Extracting huge improvements in efficiency from gasoline and diesel engines is the target of many OEMs and industry collaborations, including two recent projects led by Ricardo—HyBoost and KinerStor.
HyBoost is a two-year research project to develop a gasoline engine that returns up to 40% CO2 emissions reduction without compromising performance and using practical and near-market-ready technologies. The KinerStor project's goal is to demonstrate the viability of a low-cost flywheel-type hybrid system.
“The stated targets of this research would enable a consumer-attractive ‘average car’ to be offered with CO2 emissions well below the mandated future target set for the European fleet average without compromising vehicle performance,” said Neville Jackson, Ricardo Group Technology Director, about HyBoost.
Ricardo is working in partnership with Controlled Power Technologies, the European Advanced Lead Acid Battery Consortium, Ford, Imperial College London, and Valeo. The HyBoost project is supported by an investment from the U.K. Government-backed Technology Strategy Board with balancing resources provided by the project partners.
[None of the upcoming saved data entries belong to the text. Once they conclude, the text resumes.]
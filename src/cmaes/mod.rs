//! Covariance-matrix-adapting evolution strategy.
//!
//! [`CmaesStrategy`] maintains a multivariate normal search distribution
//! (mean, step size, covariance) over candidate capacity vectors, samples a
//! population per generation, and re-estimates the distribution from the
//! fitness-ranked population. A size-1 hall of fame tracks the best
//! candidate ever evaluated.

mod config;
mod strategy;

pub use config::CmaesConfig;
pub use strategy::CmaesStrategy;
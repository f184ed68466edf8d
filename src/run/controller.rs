//! The generation loop and finalisation.

use std::sync::atomic::{AtomicBool, Ordering};
use std::sync::Arc;

use super::config::RunConfig;
use super::report;
use crate::cmaes::CmaesStrategy;
use crate::error::Result;
use crate::evaluate::{CandidateEvaluator, FitnessResult};
use crate::scenario::{DispatchModel, ScenarioContext};

/// Fitness statistics for one generation.
#[derive(Debug, Clone, Copy)]
pub struct GenerationStats {
    pub generation: usize,
    /// Minimum fitness within the generation's population.
    pub population_min: f64,
    /// Hall-of-fame fitness after this generation.
    pub best_ever: f64,
}

/// Outcome of a run, whether it exhausted its budget or was interrupted.
#[derive(Debug, Clone)]
pub struct RunSummary {
    /// The best candidate found, unclamped (the results artifact holds the
    /// clamped version).
    pub best_candidate: Vec<f64>,
    /// Final cost/penalty/reasons from the verbose replay of the best
    /// candidate.
    pub result: FitnessResult,
    /// Labels of the configured constraints the best candidate violates.
    pub constraints_violated: Vec<&'static str>,
    pub generations_run: usize,
    pub interrupted: bool,
    pub history: Vec<GenerationStats>,
}

/// Drives the search: generate → evaluate → update per generation, then a
/// finalisation pass that always runs, interrupt or not.
pub struct RunController<'a> {
    config: &'a RunConfig,
    model: &'a dyn DispatchModel,
}

impl<'a> RunController<'a> {
    pub fn new(config: &'a RunConfig, model: &'a dyn DispatchModel) -> Self {
        Self { config, model }
    }

    /// Runs to the generation budget.
    pub fn run(&self, ctx: &mut ScenarioContext) -> Result<RunSummary> {
        self.run_with_interrupt(ctx, None)
    }

    /// Runs until the budget is exhausted or `interrupt` is set.
    ///
    /// An interrupt aborts further generations but never the finalisation:
    /// the best candidate found so far is replayed, reported, and
    /// persisted. Configuration errors abort before any generation;
    /// dispatch errors abort wherever they occur.
    pub fn run_with_interrupt(
        &self,
        ctx: &mut ScenarioContext,
        interrupt: Option<Arc<AtomicBool>>,
    ) -> Result<RunSummary> {
        self.config.validate()?;
        ctx.validate()?;

        // Strategy construction performs the remaining setup checks;
        // only a run that passes them may touch the trace file.
        let mut strategy = CmaesStrategy::new(ctx.param_count(), &self.config.search)?;
        let evaluator = CandidateEvaluator::new(self.model, self.config, ctx)?;

        let mut history = Vec::with_capacity(self.config.generations.min(1024));
        let mut interrupted = false;
        let mut generations_run = 0;

        for generation in 0..self.config.generations {
            if let Some(flag) = &interrupt {
                if flag.load(Ordering::Relaxed) {
                    interrupted = true;
                    log::info!("interrupted after {generations_run} generations");
                    break;
                }
            }

            let population = strategy.sample();
            // Hard barrier: every candidate of this generation is scored
            // before the distribution update sees any of them.
            let results =
                evaluator.evaluate_population(ctx, &population, self.config.parallel)?;
            let fitnesses: Vec<f64> = results.iter().map(FitnessResult::fitness).collect();
            strategy.update(&population, &fitnesses);

            let population_min = fitnesses.iter().copied().fold(f64::INFINITY, f64::min);
            let best_ever = strategy
                .best()
                .map(|(_, fitness)| fitness)
                .unwrap_or(f64::INFINITY);
            log::info!(
                "generation {}: population min {population_min:.4} $/MWh, best ever {best_ever:.4} $/MWh",
                generation + 1
            );
            history.push(GenerationStats {
                generation: generation + 1,
                population_min,
                best_ever,
            });
            generations_run = generation + 1;
        }

        // Finalisation: replay the best candidate verbosely on the live
        // context so the persisted outputs match the reported score. With
        // no completed generation the zero centroid stands in.
        let best_candidate = match strategy.best() {
            Some((candidate, _)) => candidate.to_vec(),
            None => vec![0.0; ctx.param_count()],
        };
        let result = evaluator.replay(ctx, &best_candidate)?;
        let constraints_violated = evaluator.constraints().violated_labels(result.reasons);

        log::info!(
            "final score {:.4} $/MWh (cost {:.4}, penalty {:.4})",
            result.fitness(),
            result.cost,
            result.penalty
        );
        for label in &constraints_violated {
            log::info!("constraint violated: {label}");
        }

        report::write_results(
            &self.config.results_path,
            self.config,
            &best_candidate,
            &result,
            constraints_violated.clone(),
        )?;
        if self.config.transmission {
            report::write_exchanges(&self.config.exchanges_path, ctx)?;
        }

        Ok(RunSummary {
            best_candidate,
            result,
            constraints_violated,
            generations_run,
            interrupted,
            history,
        })
    }
}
The goal is to demonstrate a cost-effective, ultra-efficient gasoline engine in a C-segment passenger car. The vehicle would offer the performance of a 2.0-L model but with a real-world 30-40% reduction in CO2 emissions to below 100 g/km.
Technology will include the synergistic application of an “extremely” downsized gasoline engine coupled with electrified boosting and exhaust gas energy recovery, micro-hybrid functionality with stop/start, torque assist and regenerative braking, and a novel energy storage technology.
Jackson explained that the technologies to be incorporated in the HyBoost demonstrator vehicle will be restricted to innovations which are capable of practical production implementation in the near term. They must be constructed with readily available and affordable materials and have the level of high scalability required by the automotive sector.
KinerStor, Ricardo's second Technology Strategy Board project, is focused on flywheel energy storage. It is a collaboration with JCB, Land Rover, CTG, Torotrak, SKF, and Williams Hybrid Power. The aim is to demonstrate a potential to cut fuel consumption and emissions by about 30% at an on-cost of less than some $1600. That figure would allow a mass-market uptake of the technology from small cars to premium SUVs, said Jackson.
He noted that the project will research and “de-risk” the principle-critical flywheel subsystems individually before bringing them together for system optimization in two forms: a mechanical/magnetic coupled system developed by Ricardo called Kinergy and an electrically coupled unit developed by Williams Hybrid Power.
The project team plans to design, build, and test prototypes ready for in-vehicle demonstration. With an eye to volume manufacture, focus will be on low-cost composite fibers and specialist steels, CVTs (Continuously Variable Transmissions); bearing and coupling design; and drivetrain integration.
The project’s structure will allow for the development of common core-technology solutions that could be tailored to specific OEM requirements, Jackson said.